Eva era alta y obstinada, y a la vez pálida y asustadiza, pero todos esos años de privaciones le habían enseñado a utilizar la imaginación. Tal vez podría exigir que le devolviesen el dinero en lugar de que le dieran un nuevo bote, pensó. Así tendría ciento dos coronas más para comida; el único problema era que le daba un poco de vergüenza pedirlo. Era pintora, necesitaba el fijador y el droguero lo sabía. Quizá debería entrar en la tienda hecha una furia, armar un escándalo, comportarse como un cliente difícil y amenazar con la Organización de Consumidores, gritar y chillar. El droguero comprendería lo que pasaba, que estaba desesperada y sin blanca, y le devolvería el dinero; era un hombre amable, como lo fue Tanguy cuando cortó una gamba rosa de un lienzo de Van Gogh como pago. La diferencia era que Van Gogh había comprado un tubo de pintura, porque la comida le importaba un comino. A ella, en realidad, también, pero tenía una hija con un hambre insaciable, no así el holandés. Se armó de valor, cruzó la calle y entró en la tienda. Dentro no hacía frío, resultaba agradable y olía igual que en el taller de su casa. Detrás del mostrador de la sección de perfumería había una joven hojeando un folleto para tintes de pelo. No se veía al droguero por ninguna parte.

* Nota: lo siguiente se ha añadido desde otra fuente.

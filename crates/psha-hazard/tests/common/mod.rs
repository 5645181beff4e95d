#![allow(dead_code)]

use std::path::PathBuf;

use psha_hazard::{HazardConfig, HazardInputs};

pub fn fixture_path(relative: &str) -> PathBuf {
    PathBuf::from(env!("CARGO_MANIFEST_DIR"))
        .join("..")
        .join("..")
        .join(relative)
}

pub fn reference_inputs() -> HazardInputs {
    HazardConfig::default().to_inputs().unwrap()
}
mod common;

use psha_core::{PshaError, Stage};
use psha_source::{MagnitudeFrequencyModel, MfdParams};
use proptest::prelude::*;

use common::reference_mfd;

#[test]
fn reference_axis_is_exact_quarter_steps() {
    let mfd = reference_mfd();
    let expected: Vec<f64> = (0..13).map(|i| 5.0 + 0.25 * i as f64).collect();
    assert_eq!(mfd.magnitudes().collect::<Vec<_>>(), expected);
    assert_eq!(mfd.bins[0].cdf, 0.0);
    assert!((mfd.bins[12].cdf - 1.0).abs() < 1e-12);
    assert!(mfd.bins[12].pmf.abs() < 1e-12);
    assert!((mfd.source_rate - 10f64.powf(4.0 - 5.0)).abs() < 1e-15);
}

#[test]
fn pmf_decreases_with_magnitude() {
    let mfd = reference_mfd();
    for pair in mfd.bins.windows(2).take(11) {
        assert!(pair[0].pmf > pair[1].pmf);
    }
}

#[test]
fn bin_rates_sum_to_source_rate() {
    let mfd = reference_mfd();
    let total: f64 = mfd.bin_rates().iter().sum();
    assert!((total - mfd.source_rate).abs() < 1e-12);
}

#[test]
fn unaligned_upper_bound_stays_below_max() {
    let mfd = MagnitudeFrequencyModel::doubly_bounded(MfdParams {
        min_magnitude: 5.0,
        max_magnitude: 7.9,
        a_value: 3.0,
        b_value: 0.9,
        bin_width: 0.25,
    })
    .unwrap();
    let last = mfd.bins.last().unwrap();
    assert_eq!(last.magnitude, 7.75);
    assert!(last.pmf > 0.0);
    assert!((mfd.total_probability() - 1.0).abs() < 1e-12);
}

#[test]
fn invalid_parameters_are_configuration_errors() {
    let base = MfdParams {
        min_magnitude: 5.0,
        max_magnitude: 8.0,
        a_value: 4.0,
        b_value: 1.0,
        bin_width: 0.25,
    };
    let cases = [
        (MfdParams { max_magnitude: 5.0, ..base }, "magnitude_range_empty"),
        (MfdParams { max_magnitude: 4.0, ..base }, "magnitude_range_empty"),
        (MfdParams { b_value: 0.0, ..base }, "b_value_non_positive"),
        (MfdParams { bin_width: -0.1, ..base }, "bin_width_non_positive"),
        (MfdParams { a_value: f64::NAN, ..base }, "mfd_non_finite"),
    ];
    for (params, code) in cases {
        let err = MagnitudeFrequencyModel::doubly_bounded(params).unwrap_err();
        assert!(matches!(err, PshaError::Configuration(_)));
        assert_eq!(err.info().code, code);
        assert_eq!(err.stage(), Some(Stage::Mfd));
    }
}

#[test]
fn bin_width_defaults_when_omitted() {
    let params: MfdParams = serde_json::from_str(
        r#"{"min_magnitude":5.0,"max_magnitude":6.0,"a_value":3.5,"b_value":1.1}"#,
    )
    .unwrap();
    assert_eq!(params.bin_width, 0.25);
}

proptest! {
    #[test]
    fn pmf_sums_to_one(
        min in 3.0f64..6.0,
        span in 0.3f64..4.0,
        b in 0.3f64..2.0,
        bin in prop::sample::select(vec![0.05, 0.1, 0.2, 0.25, 0.5]),
    ) {
        let mfd = MagnitudeFrequencyModel::doubly_bounded(MfdParams {
            min_magnitude: min,
            max_magnitude: min + span,
            a_value: 4.0,
            b_value: b,
            bin_width: bin,
        }).unwrap();
        prop_assert!((mfd.total_probability() - 1.0).abs() < 1e-9);
        prop_assert!(mfd.bins.iter().all(|bin| bin.pmf >= -1e-12));
        prop_assert!(mfd.magnitudes().all(|m| m <= min + span + 1e-9));
    }
}
use crate::ui::AppTab;
use dioxus::prelude::*;

const WEEKLY_VITALITY: [(&str, u32); 7] = [
    ("Mon", 70),
    ("Tue", 85),
    ("Wed", 60),
    ("Thu", 90),
    ("Fri", 75),
    ("Sat", 95),
    ("Sun", 80),
];

const HYDRATION_GOAL: u32 = 8;

#[component]
pub fn DashboardView(active_tab: Signal<AppTab>) -> Element {
    let mut active_tab = active_tab;
    let mut hydration = use_signal(|| 4u32);

    rsx! {
        div { class: "main-container",
            div { class: "page-heading",
                h1 { "Good Morning, Maryam" }
                p { class: "text-muted", "Let's nurture your vitality today." }
            }

            div { class: "stat-grid",
                // One tap logs one glass.
                button {
                    class: "stat-card stat-card-action",
                    r#type: "button",
                    onclick: move |_| {
                        let count = hydration();
                        if count < HYDRATION_GOAL {
                            hydration.set(count + 1);
                        }
                    },
                    StatBody {
                        label: "Hydration",
                        value: format!("{} / {}", hydration(), HYDRATION_GOAL),
                        subtext: "Glasses of water",
                    }
                }
                div { class: "stat-card",
                    StatBody { label: "Mindfulness", value: "15 min".to_string(), subtext: "Morning meditation" }
                }
                div { class: "stat-card",
                    StatBody { label: "Sleep", value: "7h 20m".to_string(), subtext: "Restful sleep" }
                }
                div { class: "stat-card",
                    StatBody { label: "Breath", value: "Calm".to_string(), subtext: "Current state" }
                }
            }

            div { class: "dashboard-grid",
                div { class: "card chart-card",
                    div { class: "chart-header",
                        h2 { "Weekly Vitality" }
                        span { class: "chart-legend", "Wellness Score" }
                    }
                    div { class: "bar-chart",
                        for (i, (day, score)) in WEEKLY_VITALITY.iter().enumerate() {
                            div { class: "bar-column",
                                div {
                                    class: format_args!("bar {}", if i == 5 { "bar-peak" } else { "" }),
                                    style: "height: {score}%;",
                                }
                                span { class: "bar-label", "{day}" }
                            }
                        }
                    }
                }
                div { class: "card cta-card",
                    h2 { "Feeling hungry?" }
                    p { "Discover a nourishing bowl tailored to your body's needs today." }
                    button {
                        class: "btn btn-light",
                        r#type: "button",
                        onclick: move |_| active_tab.set(AppTab::Nourish),
                        "Generate Meal"
                    }
                }
            }

            div { class: "daily-wisdom",
                p { class: "wisdom-eyebrow", "Daily Wisdom" }
                p { class: "wisdom-quote", "\"Let food be thy medicine and medicine be thy food.\"" }
            }
        }
    }
}

#[component]
fn StatBody(label: &'static str, value: String, subtext: &'static str) -> Element {
    rsx! {
        p { class: "stat-label", "{label}" }
        h3 { class: "stat-value", "{value}" }
        p { class: "stat-subtext", "{subtext}" }
    }
}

– Vengo a devolver esto -dijo Eva con determinación-, la válvula del spray no funciona. Quiero que me devuelvan el dinero.
Con gesto malhumorado, la joven cogió la bolsa.
– Es imposible que lo haya comprado aquí -dijo en tono arisco-. No tenemos esa clase de laca de pelo.
Eva puso los ojos en blanco.
– No es una laca de pelo, es un fijador -dijo con resignación-. He estropeado un boceto bastante bueno por culpa de este bote.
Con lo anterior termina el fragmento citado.